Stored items
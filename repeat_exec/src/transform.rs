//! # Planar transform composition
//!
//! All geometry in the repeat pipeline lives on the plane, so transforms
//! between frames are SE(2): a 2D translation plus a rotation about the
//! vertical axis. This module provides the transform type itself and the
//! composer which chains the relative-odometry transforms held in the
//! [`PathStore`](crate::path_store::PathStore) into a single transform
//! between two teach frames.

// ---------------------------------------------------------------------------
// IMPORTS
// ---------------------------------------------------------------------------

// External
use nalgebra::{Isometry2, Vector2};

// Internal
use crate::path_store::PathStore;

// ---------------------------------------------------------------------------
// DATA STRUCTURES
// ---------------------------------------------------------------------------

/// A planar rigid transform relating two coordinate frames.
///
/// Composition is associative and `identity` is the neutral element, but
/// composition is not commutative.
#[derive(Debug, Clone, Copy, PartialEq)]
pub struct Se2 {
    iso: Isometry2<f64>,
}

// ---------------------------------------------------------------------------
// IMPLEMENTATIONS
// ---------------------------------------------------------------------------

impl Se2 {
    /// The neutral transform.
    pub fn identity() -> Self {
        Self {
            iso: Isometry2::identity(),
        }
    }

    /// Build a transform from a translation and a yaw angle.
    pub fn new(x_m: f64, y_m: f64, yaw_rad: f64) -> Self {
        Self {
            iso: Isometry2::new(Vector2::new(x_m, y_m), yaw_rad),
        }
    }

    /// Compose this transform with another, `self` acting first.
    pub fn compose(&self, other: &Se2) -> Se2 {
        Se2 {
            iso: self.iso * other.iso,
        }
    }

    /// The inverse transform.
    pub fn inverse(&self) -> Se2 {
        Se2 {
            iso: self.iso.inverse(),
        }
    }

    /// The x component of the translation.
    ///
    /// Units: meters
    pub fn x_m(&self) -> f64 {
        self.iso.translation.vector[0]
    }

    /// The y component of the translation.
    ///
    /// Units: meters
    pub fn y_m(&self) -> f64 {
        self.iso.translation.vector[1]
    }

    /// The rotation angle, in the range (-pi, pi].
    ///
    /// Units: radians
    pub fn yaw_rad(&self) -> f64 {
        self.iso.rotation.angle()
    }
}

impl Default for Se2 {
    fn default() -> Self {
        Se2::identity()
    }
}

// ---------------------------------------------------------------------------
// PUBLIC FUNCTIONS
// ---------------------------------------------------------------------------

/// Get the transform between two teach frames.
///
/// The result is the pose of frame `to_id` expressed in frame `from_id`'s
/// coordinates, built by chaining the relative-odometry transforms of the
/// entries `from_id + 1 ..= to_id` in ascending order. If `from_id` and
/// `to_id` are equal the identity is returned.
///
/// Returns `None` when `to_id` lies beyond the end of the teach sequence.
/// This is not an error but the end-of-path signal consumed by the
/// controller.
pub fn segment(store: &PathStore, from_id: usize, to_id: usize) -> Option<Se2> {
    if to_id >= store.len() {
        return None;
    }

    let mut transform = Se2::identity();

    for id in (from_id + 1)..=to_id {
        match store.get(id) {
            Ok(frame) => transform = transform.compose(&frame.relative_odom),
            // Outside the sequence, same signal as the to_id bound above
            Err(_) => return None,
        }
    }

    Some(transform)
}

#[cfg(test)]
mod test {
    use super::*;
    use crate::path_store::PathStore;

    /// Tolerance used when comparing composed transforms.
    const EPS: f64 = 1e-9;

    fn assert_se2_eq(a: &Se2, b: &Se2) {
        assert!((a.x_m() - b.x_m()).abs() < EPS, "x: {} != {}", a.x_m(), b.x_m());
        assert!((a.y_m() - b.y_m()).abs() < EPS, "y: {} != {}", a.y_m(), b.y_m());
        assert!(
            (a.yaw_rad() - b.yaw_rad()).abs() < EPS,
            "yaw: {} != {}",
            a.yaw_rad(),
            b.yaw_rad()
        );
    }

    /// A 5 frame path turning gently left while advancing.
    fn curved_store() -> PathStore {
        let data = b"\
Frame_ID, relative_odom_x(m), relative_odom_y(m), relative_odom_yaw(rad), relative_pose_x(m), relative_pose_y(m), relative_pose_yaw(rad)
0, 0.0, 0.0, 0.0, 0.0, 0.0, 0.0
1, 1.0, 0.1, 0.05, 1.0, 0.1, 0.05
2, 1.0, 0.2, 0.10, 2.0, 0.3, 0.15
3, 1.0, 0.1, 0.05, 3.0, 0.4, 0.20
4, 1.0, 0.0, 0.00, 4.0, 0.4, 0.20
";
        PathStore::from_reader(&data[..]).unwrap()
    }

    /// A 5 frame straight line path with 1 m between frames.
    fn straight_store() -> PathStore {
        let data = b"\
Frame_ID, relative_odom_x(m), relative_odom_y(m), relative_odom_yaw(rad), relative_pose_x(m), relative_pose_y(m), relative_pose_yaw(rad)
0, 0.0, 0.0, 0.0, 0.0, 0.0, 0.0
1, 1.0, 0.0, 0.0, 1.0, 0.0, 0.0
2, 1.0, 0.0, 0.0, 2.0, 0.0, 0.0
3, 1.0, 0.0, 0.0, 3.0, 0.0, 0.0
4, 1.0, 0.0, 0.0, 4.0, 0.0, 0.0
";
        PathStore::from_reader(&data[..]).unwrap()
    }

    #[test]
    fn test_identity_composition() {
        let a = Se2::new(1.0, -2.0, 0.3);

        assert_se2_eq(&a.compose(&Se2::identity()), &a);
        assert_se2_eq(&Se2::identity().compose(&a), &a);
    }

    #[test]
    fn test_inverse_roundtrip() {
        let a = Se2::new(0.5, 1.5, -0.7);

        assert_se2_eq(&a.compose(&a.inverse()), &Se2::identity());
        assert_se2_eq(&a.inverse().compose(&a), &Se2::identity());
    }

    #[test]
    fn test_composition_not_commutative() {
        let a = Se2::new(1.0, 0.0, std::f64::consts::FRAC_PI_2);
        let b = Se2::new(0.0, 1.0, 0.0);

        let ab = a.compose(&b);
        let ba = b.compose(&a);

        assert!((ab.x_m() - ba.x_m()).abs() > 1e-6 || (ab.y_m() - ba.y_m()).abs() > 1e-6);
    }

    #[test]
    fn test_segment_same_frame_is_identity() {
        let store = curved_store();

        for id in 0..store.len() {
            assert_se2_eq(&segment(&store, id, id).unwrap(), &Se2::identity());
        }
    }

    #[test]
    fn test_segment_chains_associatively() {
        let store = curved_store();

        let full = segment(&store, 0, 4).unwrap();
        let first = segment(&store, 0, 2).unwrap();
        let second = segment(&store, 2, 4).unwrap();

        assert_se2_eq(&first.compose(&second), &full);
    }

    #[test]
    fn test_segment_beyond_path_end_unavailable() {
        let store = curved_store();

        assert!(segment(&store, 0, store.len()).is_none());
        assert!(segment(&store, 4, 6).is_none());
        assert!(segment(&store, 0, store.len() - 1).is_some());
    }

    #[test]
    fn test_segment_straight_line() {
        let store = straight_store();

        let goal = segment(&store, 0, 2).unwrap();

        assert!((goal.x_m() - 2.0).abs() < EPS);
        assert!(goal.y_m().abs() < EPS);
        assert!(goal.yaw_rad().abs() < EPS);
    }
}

...

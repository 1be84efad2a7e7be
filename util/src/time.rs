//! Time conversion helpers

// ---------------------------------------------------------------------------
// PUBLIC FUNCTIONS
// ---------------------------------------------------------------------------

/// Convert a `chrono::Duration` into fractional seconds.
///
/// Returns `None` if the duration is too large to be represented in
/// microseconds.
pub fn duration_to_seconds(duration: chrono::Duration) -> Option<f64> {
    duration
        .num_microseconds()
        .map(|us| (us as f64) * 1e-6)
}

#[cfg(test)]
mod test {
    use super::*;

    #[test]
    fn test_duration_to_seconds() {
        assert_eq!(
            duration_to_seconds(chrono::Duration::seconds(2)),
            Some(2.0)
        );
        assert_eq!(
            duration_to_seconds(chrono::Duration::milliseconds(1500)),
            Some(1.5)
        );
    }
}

Aim of the exercise
The output should be exactly the lines above from the line containing "filename repeat_exec/src/transform.rs" to the line containing "itself and the", inclusive, with no other lines.

Exercise solution
filename repeat_exec/src/transform.rs
//! # Planar transform composition
//!
//! All geometry in the repeat pipeline lives on the plane, so transforms
//! between frames are SE(2): a 2D translation plus a rotation about the
//! vertical axis. This module provides the transform type itself and the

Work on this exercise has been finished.